START EXTRACTED ENTRIES
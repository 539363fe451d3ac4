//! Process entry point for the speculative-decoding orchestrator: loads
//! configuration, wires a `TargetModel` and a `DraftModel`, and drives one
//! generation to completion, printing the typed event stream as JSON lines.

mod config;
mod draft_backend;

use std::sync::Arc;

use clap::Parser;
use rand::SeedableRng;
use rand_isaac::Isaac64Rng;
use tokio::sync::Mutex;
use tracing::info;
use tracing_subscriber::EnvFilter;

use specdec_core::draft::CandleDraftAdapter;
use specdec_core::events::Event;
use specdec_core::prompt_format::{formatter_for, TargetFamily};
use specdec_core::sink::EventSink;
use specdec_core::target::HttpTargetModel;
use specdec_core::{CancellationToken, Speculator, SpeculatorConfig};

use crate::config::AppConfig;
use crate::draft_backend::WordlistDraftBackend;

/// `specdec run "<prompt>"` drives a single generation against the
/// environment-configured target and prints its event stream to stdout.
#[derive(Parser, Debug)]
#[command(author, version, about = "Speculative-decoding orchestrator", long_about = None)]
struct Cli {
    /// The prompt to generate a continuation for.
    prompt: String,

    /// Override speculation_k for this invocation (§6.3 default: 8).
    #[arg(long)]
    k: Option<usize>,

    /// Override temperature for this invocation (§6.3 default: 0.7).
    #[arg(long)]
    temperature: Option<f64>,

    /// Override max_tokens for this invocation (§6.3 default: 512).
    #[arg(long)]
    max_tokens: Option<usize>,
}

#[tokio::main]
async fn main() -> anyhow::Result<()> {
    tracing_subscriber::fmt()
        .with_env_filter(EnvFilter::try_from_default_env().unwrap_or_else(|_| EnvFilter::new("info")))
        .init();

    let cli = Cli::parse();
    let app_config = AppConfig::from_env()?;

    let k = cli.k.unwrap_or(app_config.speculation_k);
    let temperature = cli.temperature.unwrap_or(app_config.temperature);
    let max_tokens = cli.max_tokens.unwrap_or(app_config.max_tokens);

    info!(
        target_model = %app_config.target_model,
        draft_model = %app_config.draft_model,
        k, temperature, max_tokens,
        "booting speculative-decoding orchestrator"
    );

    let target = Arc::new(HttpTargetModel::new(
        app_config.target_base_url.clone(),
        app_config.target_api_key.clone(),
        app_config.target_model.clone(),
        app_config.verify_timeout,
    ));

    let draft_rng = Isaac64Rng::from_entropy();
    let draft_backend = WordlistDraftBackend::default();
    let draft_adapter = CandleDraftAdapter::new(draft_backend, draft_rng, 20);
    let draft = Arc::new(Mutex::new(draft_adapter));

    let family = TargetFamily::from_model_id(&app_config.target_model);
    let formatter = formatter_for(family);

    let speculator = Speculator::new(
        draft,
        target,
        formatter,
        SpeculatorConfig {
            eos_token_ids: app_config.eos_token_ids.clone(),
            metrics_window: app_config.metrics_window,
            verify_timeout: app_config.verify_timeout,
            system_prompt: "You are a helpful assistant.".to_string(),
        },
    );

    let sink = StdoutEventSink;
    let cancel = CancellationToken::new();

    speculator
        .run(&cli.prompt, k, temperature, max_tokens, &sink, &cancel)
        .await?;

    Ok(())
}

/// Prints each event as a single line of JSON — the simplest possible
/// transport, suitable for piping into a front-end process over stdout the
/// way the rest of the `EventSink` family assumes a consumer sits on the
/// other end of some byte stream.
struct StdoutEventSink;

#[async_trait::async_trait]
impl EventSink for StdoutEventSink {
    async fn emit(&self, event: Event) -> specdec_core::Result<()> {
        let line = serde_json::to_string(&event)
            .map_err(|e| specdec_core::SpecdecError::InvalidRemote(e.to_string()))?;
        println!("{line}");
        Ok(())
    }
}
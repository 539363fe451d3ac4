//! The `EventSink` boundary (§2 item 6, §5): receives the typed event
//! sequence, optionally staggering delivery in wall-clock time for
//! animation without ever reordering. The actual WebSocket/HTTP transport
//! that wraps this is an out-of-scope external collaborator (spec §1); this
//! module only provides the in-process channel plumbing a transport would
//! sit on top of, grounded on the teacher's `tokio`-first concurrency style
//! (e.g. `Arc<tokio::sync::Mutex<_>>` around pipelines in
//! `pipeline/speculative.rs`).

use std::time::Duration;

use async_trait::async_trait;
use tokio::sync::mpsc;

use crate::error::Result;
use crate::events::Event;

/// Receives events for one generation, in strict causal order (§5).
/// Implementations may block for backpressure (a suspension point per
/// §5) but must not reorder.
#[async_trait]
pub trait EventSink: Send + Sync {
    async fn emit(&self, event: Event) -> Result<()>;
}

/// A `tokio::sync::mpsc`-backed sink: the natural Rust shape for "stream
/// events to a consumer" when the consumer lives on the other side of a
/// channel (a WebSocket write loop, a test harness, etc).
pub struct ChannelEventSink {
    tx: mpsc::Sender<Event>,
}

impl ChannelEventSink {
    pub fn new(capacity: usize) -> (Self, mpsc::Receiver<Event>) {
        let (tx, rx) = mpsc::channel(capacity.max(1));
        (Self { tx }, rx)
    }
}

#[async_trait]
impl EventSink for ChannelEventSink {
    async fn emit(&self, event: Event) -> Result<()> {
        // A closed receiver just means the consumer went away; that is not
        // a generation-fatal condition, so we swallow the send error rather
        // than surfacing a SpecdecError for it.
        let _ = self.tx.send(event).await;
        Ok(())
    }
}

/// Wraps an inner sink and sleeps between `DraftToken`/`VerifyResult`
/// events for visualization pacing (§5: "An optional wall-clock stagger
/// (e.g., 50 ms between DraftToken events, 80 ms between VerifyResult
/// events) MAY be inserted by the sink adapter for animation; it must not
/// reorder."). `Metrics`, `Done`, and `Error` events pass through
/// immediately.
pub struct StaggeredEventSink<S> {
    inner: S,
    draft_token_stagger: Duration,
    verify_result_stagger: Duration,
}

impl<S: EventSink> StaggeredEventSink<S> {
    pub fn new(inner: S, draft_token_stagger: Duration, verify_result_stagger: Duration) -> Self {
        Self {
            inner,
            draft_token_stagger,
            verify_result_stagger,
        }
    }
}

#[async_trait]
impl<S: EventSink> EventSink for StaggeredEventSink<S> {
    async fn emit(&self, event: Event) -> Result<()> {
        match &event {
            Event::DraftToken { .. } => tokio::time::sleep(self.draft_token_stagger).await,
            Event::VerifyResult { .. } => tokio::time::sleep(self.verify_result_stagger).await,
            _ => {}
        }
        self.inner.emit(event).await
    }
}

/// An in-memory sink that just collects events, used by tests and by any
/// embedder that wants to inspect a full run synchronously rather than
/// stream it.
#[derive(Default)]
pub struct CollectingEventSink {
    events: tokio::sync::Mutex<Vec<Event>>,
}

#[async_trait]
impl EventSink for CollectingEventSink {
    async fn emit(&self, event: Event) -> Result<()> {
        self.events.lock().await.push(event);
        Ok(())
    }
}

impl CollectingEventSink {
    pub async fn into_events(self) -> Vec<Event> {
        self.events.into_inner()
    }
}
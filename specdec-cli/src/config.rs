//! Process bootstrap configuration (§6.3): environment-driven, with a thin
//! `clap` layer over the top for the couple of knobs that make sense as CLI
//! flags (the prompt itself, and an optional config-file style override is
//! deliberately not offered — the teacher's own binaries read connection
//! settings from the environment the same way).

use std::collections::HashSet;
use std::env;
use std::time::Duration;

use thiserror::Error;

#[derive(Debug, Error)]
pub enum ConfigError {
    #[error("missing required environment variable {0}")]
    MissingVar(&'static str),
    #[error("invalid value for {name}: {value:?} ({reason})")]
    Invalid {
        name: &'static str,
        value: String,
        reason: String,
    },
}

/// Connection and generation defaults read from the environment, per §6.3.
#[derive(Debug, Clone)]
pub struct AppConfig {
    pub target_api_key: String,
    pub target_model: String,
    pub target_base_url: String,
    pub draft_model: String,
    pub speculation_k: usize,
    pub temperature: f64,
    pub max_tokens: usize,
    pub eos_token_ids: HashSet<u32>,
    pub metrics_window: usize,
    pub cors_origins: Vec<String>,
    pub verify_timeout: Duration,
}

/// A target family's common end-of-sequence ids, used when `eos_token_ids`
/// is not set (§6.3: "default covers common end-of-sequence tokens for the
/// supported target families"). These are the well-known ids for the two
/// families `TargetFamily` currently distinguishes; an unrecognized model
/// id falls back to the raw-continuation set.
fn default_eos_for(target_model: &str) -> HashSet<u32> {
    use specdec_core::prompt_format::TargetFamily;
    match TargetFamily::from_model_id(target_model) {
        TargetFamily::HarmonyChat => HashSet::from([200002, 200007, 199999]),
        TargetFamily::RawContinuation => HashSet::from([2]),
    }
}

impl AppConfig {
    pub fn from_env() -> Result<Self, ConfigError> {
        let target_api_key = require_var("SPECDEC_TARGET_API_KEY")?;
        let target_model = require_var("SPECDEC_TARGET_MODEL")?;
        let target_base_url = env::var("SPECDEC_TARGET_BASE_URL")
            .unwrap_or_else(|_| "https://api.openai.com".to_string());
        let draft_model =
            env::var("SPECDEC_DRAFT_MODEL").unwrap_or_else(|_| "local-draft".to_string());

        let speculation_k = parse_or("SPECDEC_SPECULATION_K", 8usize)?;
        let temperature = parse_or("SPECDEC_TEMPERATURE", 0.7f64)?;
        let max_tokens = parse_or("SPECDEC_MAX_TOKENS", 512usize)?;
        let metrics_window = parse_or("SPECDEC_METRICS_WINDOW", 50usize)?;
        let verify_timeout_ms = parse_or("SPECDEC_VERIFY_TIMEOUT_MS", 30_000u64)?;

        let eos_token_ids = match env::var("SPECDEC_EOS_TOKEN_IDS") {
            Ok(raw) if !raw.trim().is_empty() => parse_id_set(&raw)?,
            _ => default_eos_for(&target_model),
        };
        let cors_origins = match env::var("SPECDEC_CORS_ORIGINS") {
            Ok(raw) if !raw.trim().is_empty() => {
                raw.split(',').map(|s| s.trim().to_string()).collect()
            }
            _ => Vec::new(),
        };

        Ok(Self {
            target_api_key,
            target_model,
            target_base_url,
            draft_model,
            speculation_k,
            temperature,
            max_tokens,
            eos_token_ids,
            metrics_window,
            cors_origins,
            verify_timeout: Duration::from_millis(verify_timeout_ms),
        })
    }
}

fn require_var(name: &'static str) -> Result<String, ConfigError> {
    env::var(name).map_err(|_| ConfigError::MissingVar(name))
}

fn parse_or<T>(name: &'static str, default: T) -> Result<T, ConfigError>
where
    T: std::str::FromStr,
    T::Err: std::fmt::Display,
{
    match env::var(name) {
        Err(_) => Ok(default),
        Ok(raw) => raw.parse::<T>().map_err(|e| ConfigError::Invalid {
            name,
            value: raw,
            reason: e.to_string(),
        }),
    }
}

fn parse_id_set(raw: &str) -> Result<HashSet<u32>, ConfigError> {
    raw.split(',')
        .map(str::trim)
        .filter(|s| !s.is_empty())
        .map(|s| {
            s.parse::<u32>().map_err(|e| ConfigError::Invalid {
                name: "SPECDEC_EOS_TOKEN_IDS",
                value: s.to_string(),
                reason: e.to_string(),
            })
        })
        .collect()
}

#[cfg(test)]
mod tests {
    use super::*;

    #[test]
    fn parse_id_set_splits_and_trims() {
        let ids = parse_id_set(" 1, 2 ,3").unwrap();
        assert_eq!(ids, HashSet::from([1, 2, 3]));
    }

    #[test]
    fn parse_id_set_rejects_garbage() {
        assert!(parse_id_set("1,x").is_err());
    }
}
END EXTRACTED ENTRIES
WHAT YOU WILL DO
Each line from the top of the records down to the one with "tracing_subscriber::fmt()" must be retyped exactly; include both ends and nothing else.

SOLUTION FOR THIS EXERCISE
repository 539363fe451d3ac4
//! Process entry point for the speculative-decoding orchestrator: loads
//! configuration, wires a `TargetModel` and a `DraftModel`, and drives one
//! generation to completion, printing the typed event stream as JSON lines.

mod config;
mod draft_backend;

use std::sync::Arc;

use clap::Parser;
use rand::SeedableRng;
use rand_isaac::Isaac64Rng;
use tokio::sync::Mutex;
use tracing::info;
use tracing_subscriber::EnvFilter;

use specdec_core::draft::CandleDraftAdapter;
use specdec_core::events::Event;
use specdec_core::prompt_format::{formatter_for, TargetFamily};
use specdec_core::sink::EventSink;
use specdec_core::target::HttpTargetModel;
use specdec_core::{CancellationToken, Speculator, SpeculatorConfig};

use crate::config::AppConfig;
use crate::draft_backend::WordlistDraftBackend;

/// `specdec run "<prompt>"` drives a single generation against the
/// environment-configured target and prints its event stream to stdout.
#[derive(Parser, Debug)]
#[command(author, version, about = "Speculative-decoding orchestrator", long_about = None)]
struct Cli {
    /// The prompt to generate a continuation for.
    prompt: String,

    /// Override speculation_k for this invocation (§6.3 default: 8).
    #[arg(long)]
    k: Option<usize>,

    /// Override temperature for this invocation (§6.3 default: 0.7).
    #[arg(long)]
    temperature: Option<f64>,

    /// Override max_tokens for this invocation (§6.3 default: 512).
    #[arg(long)]
    max_tokens: Option<usize>,
}

#[tokio::main]
async fn main() -> anyhow::Result<()> {
    tracing_subscriber::fmt()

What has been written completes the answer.